Centenares de personas se han congregado en el paseo frente al Palacio de Justicia, igual que cuando el ex presidente Artur Mas acudió a declarar como investigado por el 9-N y fue recibido por unos 6.000 manifestantes y unos 400 alcaldes soberanistas con las varas alzadas. No fue la masa multitudinaria ya que cuando el primer día del juicio a Mas por desobediencia en febrero de 2017 unas 40.000 personas lo vitorearon en su paseo hacia el TSJC. En aquella ocasión hasta el Govern instó a los funcionarios a acudir.

Querella del fiscal

La Fiscalía de Cataluña considera que Torra cometió un delito de desobediencia a resoluciones judiciales o a decisiones u órdenes de la autoridad superior, cometido por una autoridad o funcionario público al negarse a cumplir las resoluciones de la Junta Electoral Central (JEC) que le instaban a retirar lazos amarillos y otra simbología soberanista de las sedes de la Generalitat ya que podrían vulnerar la neutralidad en época de elecciones. La querella del Ministerio Público cree que Torra presuntamente incumplió "consciente, abierta y reiteradamente lo decidido" por la JEC sobre la retirada "en un plazo corto y perentorio de tiempo de las banderas no oficiales y de los símbolos partidistas que pudieran exhibirse en cualquier edificio público de la Generalitat de Cataluña, bajo la advertencia, consignada en la segunda de las resoluciones, de que, de no hacerlo en el término señalado, incurriría en las responsabilidades administrativas y, en su caso, penales a que hubiere lugar".

Además, indica que el investigado "lejos de obedecer los mandatos de la JEC, el querellado mantuvo más allá del término fijado por el organismo electoral los elementos que había sido conminado a retirar perentoriamente en numerosas dependencias y establecimientos públicos dependientes de la Administración catalana presidida por él, en algunos casos de manera encubierta o simbólica, en forma de carteles, imágenes, figuras, fotografías y simbología de naturaleza ideológica y partidista, vulnerando así conscientemente -según se afirma- el deber de neutralidad y de imparcialidad que las Administraciones públicas están obligadas a respetar, especialmente durante los procesos electorales".

Ayer Torra afirmó que va al TSJC no a defenderse, sino a "acusar al Estado" de lo que entiende una vulneración del derecho a la libertad de expresión, por la orden de retirar los lazos amarillos en la campaña de las elecciones generales del 28 de abril. "No me moveré de aquí.
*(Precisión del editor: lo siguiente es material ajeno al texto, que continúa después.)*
use chrono::Duration;

use super::{thread_age, StrategySet};
use crate::clock::age_in_days;
use crate::routing_contract::{NormalizedMessage, RoutingMethod, RoutingResult};
use crate::routing_error::RoutingEngineResult;

/// Sender's most recent thread, with confidence stepping down by recency.
pub(super) async fn evaluate(
    strategies: &StrategySet,
    message: &NormalizedMessage,
    organization_id: &str,
) -> RoutingEngineResult<Option<RoutingResult>> {
    let Some(user_id) = strategies
        .resolver
        .lookup(&message.sender_identifier, organization_id)
        .await?
    else {
        return Ok(None);
    };
    let threads = strategies
        .threads
        .threads_for_participant(organization_id, &user_id, 1)
        .await?;
    let Some(thread) = threads.into_iter().next() else {
        return Ok(None);
    };

    let now = strategies.clock.now();
    let confidence = identity_confidence(thread_age(&thread, now));
    let days = age_in_days(thread.updated_at, now);
    Ok(Some(RoutingResult::new(
        thread.id,
        confidence,
        RoutingMethod::Identity,
        format!(
            "sender resolved to user '{user_id}'; most recent thread updated {days} day(s) ago"
        ),
    )))
}

pub(super) fn identity_confidence(age: Duration) -> f64 {
    if age <= Duration::days(7) {
        0.9
    } else if age <= Duration::days(30) {
        0.7
    } else {
        0.5
    }
}
/// Thread lookups and updates. Multi-thread reads return the most recently
/// updated threads first.
#[async_trait]
pub trait ThreadStore: Send + Sync {
    async fn get_thread(&self, thread_id: &str) -> RoutingEngineResult<Option<Thread>>;
    async fn threads_for_participant(
        &self,
        organization_id: &str,
        user_id: &str,
        limit: usize,
    ) -> RoutingEngineResult<Vec<Thread>>;
    async fn recent_threads(
        &self,
        organization_id: &str,
        limit: usize,
    ) -> RoutingEngineResult<Vec<Thread>>;
    async fn threads_by_reference(
        &self,
        organization_id: &str,
        reference: &ThreadReference,
        limit: usize,
    ) -> RoutingEngineResult<Vec<Thread>>;
    /// Conditional create: fails with `ThreadAlreadyExists` when the id is taken.
    async fn create_thread(&self, thread: Thread) -> RoutingEngineResult<()>;
    /// Returns false when the channel was already recorded.
    async fn add_channel_source(
        &self,
        thread_id: &str,
        channel: MessageChannel,
    ) -> RoutingEngineResult<bool>;
    async fn append_message(
        &self,
        thread_id: &str,
        message: NormalizedMessage,
        updated_at: DateTime<Utc>,
    ) -> RoutingEngineResult<()>;
    async fn thread_messages(&self, thread_id: &str)
        -> RoutingEngineResult<Vec<NormalizedMessage>>;
}

#[async_trait]
pub trait DecisionLogStore: Send + Sync {
    async fn append_decision(&self, decision: RoutingDecision) -> RoutingEngineResult<()>;
    async fn query_decisions(&self, query: &DecisionQuery) -> RoutingEngineResult<DecisionPage>;
}

#[async_trait]
pub trait PendingRetryStore: Send + Sync {
    /// Returns false when a record with the same id is already queued.
    async fn insert_pending(&self, record: PendingRetryRecord) -> RoutingEngineResult<bool>;
    async fn get_pending(&self, record_id: &str)
        -> RoutingEngineResult<Option<PendingRetryRecord>>;
    /// Oldest first.
    async fn list_pending(&self) -> RoutingEngineResult<Vec<PendingRetryRecord>>;
    async fn update_pending(&self, record: PendingRetryRecord) -> RoutingEngineResult<()>;
    async fn delete_pending(&self, record_id: &str) -> RoutingEngineResult<bool>;
    async fn insert_dead_letter(&self, record: PendingRetryRecord) -> RoutingEngineResult<()>;
    async fn list_dead_letters(
        &self,
        organization_id: Option<&str>,
    ) -> RoutingEngineResult<Vec<PendingRetryRecord>>;
}

#[async_trait]
pub trait UnassignedMessageStore: Send + Sync {
    async fn insert_unassigned(&self, record: UnassignedMessage) -> RoutingEngineResult<()>;
    async fn get_unassigned(&self, record_id: &str)
        -> RoutingEngineResult<Option<UnassignedMessage>>;
    async fn update_unassigned(&self, record: UnassignedMessage) -> RoutingEngineResult<()>;
    /// Oldest first.
    async fn list_unassigned(
        &self,
        organization_id: &str,
    ) -> RoutingEngineResult<Vec<UnassignedMessage>>;
}

#[derive(Debug, Clone, Serialize, Deserialize, PartialEq)]
#[serde(rename_all = "camelCase")]
struct StoredDecision {
    sequence: u64,
    decision: RoutingDecision,
}

#[derive(Debug, Clone, Serialize, Deserialize)]
#[serde(rename_all = "camelCase")]
struct RoutingStoreState {
    #[serde(default = "routing_store_snapshot_schema_version")]
    schema_version: u32,
    #[serde(default)]
    identity_links: Vec<IdentityLink>,
    #[serde(default)]
    threads: BTreeMap<String, Thread>,
    #[serde(default)]
    thread_messages: BTreeMap<String, Vec<NormalizedMessage>>,
    #[serde(default)]
    decisions: Vec<StoredDecision>,
    #[serde(default)]
    next_decision_sequence: u64,
    #[serde(default)]
    pending_retries: BTreeMap<String, PendingRetryRecord>,
    #[serde(default)]
    dead_letters: Vec<PendingRetryRecord>,
    #[serde(default)]
    unassigned_messages: BTreeMap<String, UnassignedMessage>,
}

impl Default for RoutingStoreState {
    fn default() -> Self {
        Self {
            schema_version: ROUTING_STORE_SNAPSHOT_SCHEMA_VERSION,
            identity_links: Vec::new(),
            threads: BTreeMap::new(),
            thread_messages: BTreeMap::new(),
            decisions: Vec::new(),
            next_decision_sequence: 1,
            pending_retries: BTreeMap::new(),
            dead_letters: Vec::new(),
            unassigned_messages: BTreeMap::new(),
        }
    }
}

/// In-memory implementation of every routing store contract.
///
/// When opened over a snapshot file, every read reloads the file and every
/// mutation runs read-modify-write under a sidecar lock, so several handles
/// (or processes) can share one snapshot. Memory is only updated after the
/// snapshot write succeeds.
#[derive(Debug, Default)]
pub struct InMemoryRoutingStore {
    inner: RwLock<RoutingStoreState>,
    snapshot_path: Option<PathBuf>,
}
Yo seguiré defendiendo la independencia y la república. Seguiré defendiendo el derecho de expresión, el de protesta, el de manifestación hasta las últimas consecuencias" añadió. Tras su declaración ante el juez, el presidente catalán tiene previsto comparecer ante los medios de comunicación en el Palau de la Generalitat, tal y como hizo Mas cuando fue interrogado por organizar la consulta del 9-N.

Tras recibir el ultimátum de la Junta, el pasado 18 de marzo, Torra anunció que seguiría las recomendaciones del Síndic de Greuges sobre el asunto y, tres días después, sustituyó la pancarta a favor de los políticos presos del Palau de la Generalitat por otra con el mismo mensaje, pero con un lazo blanco con una franja roja, en vez de amarilla. Por eso la JEC acordó llevar el caso a la Fiscalía, ordenar a los Mossos d'Esquadra retirar los símbolos de apoyo a los políticos presos y abrir un expediente sancionador al presidente catalán.